*Task prompt:*
Scan the entries below and count the lines holding the string "transparent". Supply only the number.

*Input data:*
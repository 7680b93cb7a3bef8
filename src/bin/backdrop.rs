use std::{
    path::{Path, PathBuf},
    rc::Rc,
};

use anyhow::Context as _;
use clap::{Args, Parser, Subcommand};

use backdrop::{
    BackgroundConfig, BackgroundRenderer, FrameRGBA, LayoutCache, ManualHost, PresetId, Size,
    ThemePalette, raster::composite::flatten_over, rasterize, render_thumbnail,
};

#[derive(Parser, Debug)]
#[command(name = "backdrop", version, about = "Render decorative backgrounds headlessly")]
struct Cli {
    #[command(subcommand)]
    cmd: Command,
}

#[derive(Subcommand, Debug)]
enum Command {
    /// List every preset with its kind.
    List,
    /// Write a background config as a standalone SVG.
    Svg(SvgArgs),
    /// Render a background config as a PNG.
    Frame(FrameArgs),
    /// Render every thumbnail-safe preset as a PNG.
    Thumbnails(ThumbnailArgs),
}

#[derive(Args, Debug)]
struct ViewArgs {
    /// Built-in theme palette.
    #[arg(long, default_value = "ocean")]
    palette: String,

    /// Container width in CSS pixels.
    #[arg(long, default_value_t = 1280.0)]
    width: f64,

    /// Container height in CSS pixels.
    #[arg(long, default_value_t = 720.0)]
    height: f64,

    /// Device pixel ratio of the particle canvas (capped at 2).
    #[arg(long, default_value_t = 1.0)]
    dpr: f64,

    /// Freeze the particle canvas on its first frame.
    #[arg(long)]
    reduced_motion: bool,
}

impl ViewArgs {
    fn size(&self) -> Size {
        Size::new(self.width, self.height)
    }

    fn palette(&self) -> anyhow::Result<ThemePalette> {
        ThemePalette::named(&self.palette).with_context(|| {
            format!(
                "unknown palette '{}' (expected one of {})",
                self.palette,
                backdrop::theme::PALETTE_NAMES.join(", ")
            )
        })
    }

    fn host(&self) -> anyhow::Result<Rc<ManualHost>> {
        let host = ManualHost::new(self.size(), self.dpr)?.with_reduced_motion(self.reduced_motion);
        Ok(Rc::new(host))
    }
}

#[derive(Parser, Debug)]
struct SvgArgs {
    /// Input background config JSON.
    #[arg(long = "in")]
    in_path: PathBuf,

    /// Output SVG path.
    #[arg(long)]
    out: PathBuf,

    #[command(flatten)]
    view: ViewArgs,
}

#[derive(Parser, Debug)]
struct FrameArgs {
    /// Input background config JSON.
    #[arg(long = "in")]
    in_path: PathBuf,

    /// Output PNG path.
    #[arg(long)]
    out: PathBuf,

    /// Time in seconds at which animated vector presets are sampled.
    #[arg(long, default_value_t = 0.0)]
    time: f64,

    /// Simulated frames to run before capturing the particle canvas.
    #[arg(long, default_value_t = 60)]
    frames: u32,

    /// Keep the layer transparent instead of flattening it onto the palette background.
    #[arg(long)]
    transparent: bool,

    #[command(flatten)]
    view: ViewArgs,
}

#[derive(Parser, Debug)]
struct ThumbnailArgs {
    /// Output directory; one `<preset>.png` per thumbnail.
    #[arg(long)]
    out_dir: PathBuf,

    /// Preset id to mark as selected.
    #[arg(long)]
    selected: Option<String>,

    #[arg(long, default_value = "ocean")]
    palette: String,

    #[arg(long, default_value_t = 320.0)]
    width: f64,

    #[arg(long, default_value_t = 180.0)]
    height: f64,
}

fn main() -> anyhow::Result<()> {
    tracing_subscriber::fmt()
        .with_env_filter(tracing_subscriber::EnvFilter::from_default_env())
        .with_writer(std::io::stderr)
        .init();

    let cli = Cli::parse();
    match cli.cmd {
        Command::List => cmd_list(),
        Command::Svg(args) => cmd_svg(args),
        Command::Frame(args) => cmd_frame(args),
        Command::Thumbnails(args) => cmd_thumbnails(args),
    }
}

fn read_config(path: &Path) -> anyhow::Result<BackgroundConfig> {
    let config = BackgroundConfig::from_path(path)
        .with_context(|| format!("load background config '{}'", path.display()))?;
    if let Err(e) = config.validate() {
        tracing::warn!(error = %e, "config does not validate, rendering leniently");
    }
    Ok(config)
}

fn cmd_list() -> anyhow::Result<()> {
    for meta in backdrop::presets() {
        let thumb = if backdrop::registry::thumbnail_generator(meta.id).is_some() {
            "thumb"
        } else {
            ""
        };
        println!(
            "{:<20} {:<9} {:<5} {:<20} {}",
            meta.id.as_str(),
            meta.kind.as_str(),
            thumb,
            meta.name,
            meta.description
        );
    }
    Ok(())
}

fn cmd_svg(args: SvgArgs) -> anyhow::Result<()> {
    let config = read_config(&args.in_path)?;
    let host = args.view.host()?;
    let mut renderer = BackgroundRenderer::new(host).with_palette(args.view.palette()?);

    let svg = match renderer.render(&config) {
        Some(mounted) => mounted.to_svg(args.view.size()).with_context(|| {
            format!(
                "preset '{}' draws on a canvas; use `frame` instead",
                mounted.preset
            )
        })?,
        None => backdrop::to_svg(
            &backdrop::Scene::new(backdrop::scene::ViewBox::Viewport),
            args.view.size(),
        ),
    };

    create_parent_dir(&args.out)?;
    std::fs::write(&args.out, svg)
        .with_context(|| format!("write svg '{}'", args.out.display()))?;
    eprintln!("wrote {}", args.out.display());
    Ok(())
}

fn cmd_frame(args: FrameArgs) -> anyhow::Result<()> {
    let config = read_config(&args.in_path)?;
    let palette = args.view.palette()?;
    let host = args.view.host()?;
    let mut renderer = BackgroundRenderer::new(host).with_palette(palette);
    renderer.render(&config);
    for _ in 0..args.frames {
        renderer.poll();
    }

    let size = args.view.size();
    let mut frame = match renderer.mounted() {
        Some(mounted) => rasterize(mounted, size, args.time)?,
        None => {
            let (w, h) = backdrop::raster::svg::raster_size(size)?;
            FrameRGBA::transparent(w, h)
        }
    };
    if !args.transparent {
        flatten_over(&mut frame.data, palette.bg.to_rgba8_premul());
    }
    write_png(&args.out, &frame)
}

fn cmd_thumbnails(args: ThumbnailArgs) -> anyhow::Result<()> {
    let palette = ThemePalette::named(&args.palette)
        .with_context(|| format!("unknown palette '{}'", args.palette))?;
    let size = Size::new(args.width, args.height);
    let mut layouts = LayoutCache::new();

    std::fs::create_dir_all(&args.out_dir)
        .with_context(|| format!("create output dir '{}'", args.out_dir.display()))?;

    for id in PresetId::ALL {
        let selected = args.selected.as_deref() == Some(id.as_str());
        let Some(thumb) = render_thumbnail(id.as_str(), selected, &palette, size, &mut layouts)
        else {
            continue;
        };
        // Previews never animate, so the canvas keeps its first frame.
        let host = Rc::new(ManualHost::new(size, 1.0)?.with_reduced_motion(true));
        let mounted = thumb.mount(host);
        let mut frame = rasterize(&mounted, size, 0.0)?;
        flatten_over(&mut frame.data, palette.bg.to_rgba8_premul());

        let out = args.out_dir.join(format!("{id}.png"));
        write_png(&out, &frame)?;
        if selected {
            eprintln!("  (selected) {id}");
        }
    }
    Ok(())
}

fn create_parent_dir(path: &Path) -> anyhow::Result<()> {
    if let Some(parent) = path.parent()
        && !parent.as_os_str().is_empty()
    {
        std::fs::create_dir_all(parent)
            .with_context(|| format!("create output dir '{}'", parent.display()))?;
    }
    Ok(())
}

fn write_png(path: &Path, frame: &FrameRGBA) -> anyhow::Result<()> {
    create_parent_dir(path)?;
    image::save_buffer_with_format(
        path,
        &frame.to_straight_rgba8(),
        frame.width,
        frame.height,
        image::ColorType::Rgba8,
        image::ImageFormat::Png,
    )
    .with_context(|| format!("write png '{}'", path.display()))?;
    eprintln!("wrote {}", path.display());
    Ok(())
}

*Response to the exercise:*
4